◆ ASSIGNED TASK
I would like the listing below retyped exactly, line by line.

◆ DATA RECORDS
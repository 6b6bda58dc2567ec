use crate::checks::utils::join_quote;
use crate::checks::violations::{Violations, ViolationKind};
use crate::checks::visit::visit_containers;
use crate::model::{PodMetadata, PodSpec};
use crate::policy::CheckOptions;
use crate::registry::{Check, VersionedCheck};
use podguard_types::{CheckResult, Level, Version, ids};

const CAPABILITY_ALL: &str = "ALL";
const CAPABILITY_NET_BIND_SERVICE: &str = "NET_BIND_SERVICE";

pub fn check() -> Check {
    Check {
        id: ids::CHECK_CAPABILITIES_RESTRICTED,
        level: Level::Restricted,
        versions: vec![
            VersionedCheck::new(Version::new(1, 22), capabilities_restricted_v1_22),
            VersionedCheck::new(Version::new(1, 25), capabilities_restricted_v1_25),
        ],
    }
}

/// Containers must drop `ALL` and may only add back `NET_BIND_SERVICE`.
pub fn capabilities_restricted_v1_22(
    _: &PodMetadata,
    spec: &PodSpec,
    opts: &CheckOptions,
) -> CheckResult {
    let mut violations = Violations::new();
    for (scope, container) in visit_containers(spec) {
        let caps_field = scope.security_context_field("capabilities");
        let caps = container
            .security_context
            .as_ref()
            .and_then(|sc| sc.capabilities.as_ref());
        let drops_all = caps.is_some_and(|c| c.drop.iter().any(|d| d == CAPABILITY_ALL));
        if !drops_all {
            violations.require(scope, caps_field.child("drop"));
        }
        let Some(caps) = caps else { continue };
        for (i, cap) in caps.add.iter().enumerate() {
            if cap != CAPABILITY_NET_BIND_SERVICE {
                violations.forbid(scope, caps_field.child("add").index(i), cap.as_str());
            }
        }
    }
    // The drop requirement reads first for this rule.
    let order = [ViolationKind::Required, ViolationKind::Forbidden];
    let detail = violations.compose_in(&order, |group| match group.kind {
        ViolationKind::Required => format!(
            r#"{} must set securityContext.capabilities.drop=["ALL"]"#,
            group.subjects
        ),
        ViolationKind::Forbidden => format!(
            "{} must not include {} in securityContext.capabilities.add",
            group.subjects,
            join_quote(group.values())
        ),
    });
    violations.into_result(ids::REASON_UNRESTRICTED_CAPABILITIES, detail, opts)
}

/// As v1.22, but Windows pods are exempt.
pub fn capabilities_restricted_v1_25(
    metadata: &PodMetadata,
    spec: &PodSpec,
    opts: &CheckOptions,
) -> CheckResult {
    if spec.is_windows() {
        return CheckResult::allowed();
    }
    capabilities_restricted_v1_22(metadata, spec, opts)
}
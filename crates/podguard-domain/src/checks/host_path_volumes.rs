use crate::checks::violations::Violations;
use crate::checks::visit::visit_volumes;
use crate::model::{PodMetadata, PodSpec, VolumeSource};
use crate::policy::CheckOptions;
use crate::registry::{Check, VersionedCheck};
use podguard_types::{CheckResult, Level, Version, ids};

pub fn check() -> Check {
    Check {
        id: ids::CHECK_HOST_PATH_VOLUMES,
        level: Level::Baseline,
        versions: vec![VersionedCheck::new(Version::new(1, 0), host_path_volumes_v1_0)],
    }
}

/// Volumes must not mount host paths.
pub fn host_path_volumes_v1_0(_: &PodMetadata, spec: &PodSpec, opts: &CheckOptions) -> CheckResult {
    let mut violations = Violations::new();
    for (scope, volume) in visit_volumes(spec) {
        if let VolumeSource::HostPath(host_path) = &volume.source {
            violations.forbid(scope, scope.path().child("hostPath"), host_path.path.as_str());
        }
    }
    let detail = violations.compose(|group| group.subjects.to_string());
    violations.into_result(ids::REASON_HOST_PATH_VOLUMES, detail, opts)
}
use crate::model::{
    Container, ContainerPort, HostPathVolumeSource, PodSecurityContext, PodSpec, SecurityContext,
    Volume, VolumeSource,
};
use serde_json::json;

pub fn container(name: &str) -> Container {
    Container {
        name: name.to_string(),
        ..Container::default()
    }
}

/// A container with an (initially empty) security context edited by `edit`.
pub fn with_context(name: &str, edit: impl FnOnce(&mut SecurityContext)) -> Container {
    let mut sc = SecurityContext::default();
    edit(&mut sc);
    Container {
        security_context: Some(sc),
        ..container(name)
    }
}

pub fn with_host_ports(name: &str, host_ports: &[i32]) -> Container {
    Container {
        ports: host_ports
            .iter()
            .map(|&p| ContainerPort {
                container_port: 8080,
                host_port: Some(p),
            })
            .collect(),
        ..container(name)
    }
}

pub fn pod_spec(containers: Vec<Container>) -> PodSpec {
    PodSpec {
        containers,
        ..PodSpec::default()
    }
}

pub fn pod_context(edit: impl FnOnce(&mut PodSecurityContext)) -> Option<PodSecurityContext> {
    let mut sc = PodSecurityContext::default();
    edit(&mut sc);
    Some(sc)
}

pub fn host_path_volume(name: &str, path: &str) -> Volume {
    Volume {
        name: name.to_string(),
        source: VolumeSource::HostPath(HostPathVolumeSource {
            path: path.to_string(),
        }),
    }
}

pub fn empty_dir_volume(name: &str) -> Volume {
    Volume {
        name: name.to_string(),
        source: VolumeSource::EmptyDir(json!({})),
    }
}

pub fn nfs_volume(name: &str) -> Volume {
    Volume {
        name: name.to_string(),
        source: VolumeSource::Nfs(json!({"server": "nfs.local", "path": "/export"})),
    }
}
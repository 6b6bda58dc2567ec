//! Stable DTOs and IDs used across the podguard workspace.
//!
//! This crate is intentionally boring:
//! - check results and structured field errors
//! - stable string IDs and reason codes
//! - policy levels and versions
//! - explain registry for remediation guidance

#![forbid(unsafe_code)]

pub mod explain;
pub mod ids;
pub mod level;
pub mod path;
pub mod result;

pub use explain::{ExamplePair, Explanation, all_check_ids, lookup_explanation};
pub use level::{Level, LevelVersion, ParseLevelError, ParseVersionError, Version};
pub use path::FieldPath;
pub use result::{AggregateCheckResult, CheckResult, ErrorType, FieldError};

◆ TASK OUTPUT
repository 6b6bda58dc2567ec
use crate::checks::utils::join_quote;
use crate::checks::violations::{Violations, ViolationKind};
use crate::checks::visit::visit_containers;
use crate::model::{PodMetadata, PodSpec};
use crate::policy::CheckOptions;
use crate::registry::{Check, VersionedCheck};
use podguard_types::{CheckResult, Level, Version, ids};

const CAPABILITY_ALL: &str = "ALL";
const CAPABILITY_NET_BIND_SERVICE: &str = "NET_BIND_SERVICE";

pub fn check() -> Check {
    Check {
        id: ids::CHECK_CAPABILITIES_RESTRICTED,
        level: Level::Restricted,
        versions: vec![
            VersionedCheck::new(Version::new(1, 22), capabilities_restricted_v1_22),
            VersionedCheck::new(Version::new(1, 25), capabilities_restricted_v1_25),
        ],
    }
}

/// Containers must drop `ALL` and may only add back `NET_BIND_SERVICE`.
pub fn capabilities_restricted_v1_22(
    _: &PodMetadata,
    spec: &PodSpec,
    opts: &CheckOptions,
) -> CheckResult {
    let mut violations = Violations::new();
    for (scope, container) in visit_containers(spec) {
        let caps_field = scope.security_context_field("capabilities");
        let caps = container
            .security_context
            .as_ref()
            .and_then(|sc| sc.capabilities.as_ref());
        let drops_all = caps.is_some_and(|c| c.drop.iter().any(|d| d == CAPABILITY_ALL));
        if !drops_all {
            violations.require(scope, caps_field.child("drop"));
        }
        let Some(caps) = caps else { continue };
        for (i, cap) in caps.add.iter().enumerate() {
            if cap != CAPABILITY_NET_BIND_SERVICE {
                violations.forbid(scope, caps_field.child("add").index(i), cap.as_str());
            }
        }
    }
    // The drop requirement reads first for this rule.
    let order = [ViolationKind::Required, ViolationKind::Forbidden];
    let detail = violations.compose_in(&order, |group| match group.kind {
        ViolationKind::Required => format!(
            r#"{} must set securityContext.capabilities.drop=["ALL"]"#,
            group.subjects
        ),
        ViolationKind::Forbidden => format!(
            "{} must not include {} in securityContext.capabilities.add",
            group.subjects,
            join_quote(group.values())
        ),
    });
    violations.into_result(ids::REASON_UNRESTRICTED_CAPABILITIES, detail, opts)
}

/// As v1.22, but Windows pods are exempt.
pub fn capabilities_restricted_v1_25(
    metadata: &PodMetadata,
    spec: &PodSpec,
    opts: &CheckOptions,
) -> CheckResult {
    if spec.is_windows() {
        return CheckResult::allowed();
    }
    capabilities_restricted_v1_22(metadata, spec, opts)
}
filename crates/podguard-domain/src/checks/host_path_volumes.rs
use crate::checks::violations::Violations;
use crate::checks::visit::visit_volumes;
use crate::model::{PodMetadata, PodSpec, VolumeSource};
use crate::policy::CheckOptions;
use crate::registry::{Check, VersionedCheck};
use podguard_types::{CheckResult, Level, Version, ids};

pub fn check() -> Check {
    Check {
        id: ids::CHECK_HOST_PATH_VOLUMES,
        level: Level::Baseline,
        versions: vec![VersionedCheck::new(Version::new(1, 0), host_path_volumes_v1_0)],
    }
}

/// Volumes must not mount host paths.
pub fn host_path_volumes_v1_0(_: &PodMetadata, spec: &PodSpec, opts: &CheckOptions) -> CheckResult {
    let mut violations = Violations::new();
    for (scope, volume) in visit_volumes(spec) {
        if let VolumeSource::HostPath(host_path) = &volume.source {
            violations.forbid(scope, scope.path().child("hostPath"), host_path.path.as_str());
        }
    }
    let detail = violations.compose(|group| group.subjects.to_string());
    violations.into_result(ids::REASON_HOST_PATH_VOLUMES, detail, opts)
}
use crate::model::{
    Container, ContainerPort, HostPathVolumeSource, PodSecurityContext, PodSpec, SecurityContext,
    Volume, VolumeSource,
};
use serde_json::json;

pub fn container(name: &str) -> Container {
    Container {
        name: name.to_string(),
        ..Container::default()
    }
}

/// A container with an (initially empty) security context edited by `edit`.
pub fn with_context(name: &str, edit: impl FnOnce(&mut SecurityContext)) -> Container {
    let mut sc = SecurityContext::default();
    edit(&mut sc);
    Container {
        security_context: Some(sc),
        ..container(name)
    }
}

pub fn with_host_ports(name: &str, host_ports: &[i32]) -> Container {
    Container {
        ports: host_ports
            .iter()
            .map(|&p| ContainerPort {
                container_port: 8080,
                host_port: Some(p),
            })
            .collect(),
        ..container(name)
    }
}

pub fn pod_spec(containers: Vec<Container>) -> PodSpec {
    PodSpec {
        containers,
        ..PodSpec::default()
    }
}

pub fn pod_context(edit: impl FnOnce(&mut PodSecurityContext)) -> Option<PodSecurityContext> {
    let mut sc = PodSecurityContext::default();
    edit(&mut sc);
    Some(sc)
}

pub fn host_path_volume(name: &str, path: &str) -> Volume {
    Volume {
        name: name.to_string(),
        source: VolumeSource::HostPath(HostPathVolumeSource {
            path: path.to_string(),
        }),
    }
}

pub fn empty_dir_volume(name: &str) -> Volume {
    Volume {
        name: name.to_string(),
        source: VolumeSource::EmptyDir(json!({})),
    }
}

pub fn nfs_volume(name: &str) -> Volume {
    Volume {
        name: name.to_string(),
        source: VolumeSource::Nfs(json!({"server": "nfs.local", "path": "/export"})),
    }
}
repository 6b6bda58dc2567ec
//! Stable DTOs and IDs used across the podguard workspace.
//!
//! This crate is intentionally boring:
//! - check results and structured field errors
//! - stable string IDs and reason codes
//! - policy levels and versions
//! - explain registry for remediation guidance

#![forbid(unsafe_code)]

pub mod explain;
pub mod ids;
pub mod level;
pub mod path;
pub mod result;

pub use explain::{ExamplePair, Explanation, all_check_ids, lookup_explanation};
pub use level::{Level, LevelVersion, ParseLevelError, ParseVersionError, Version};
pub use path::FieldPath;
pub use result::{AggregateCheckResult, CheckResult, ErrorType, FieldError};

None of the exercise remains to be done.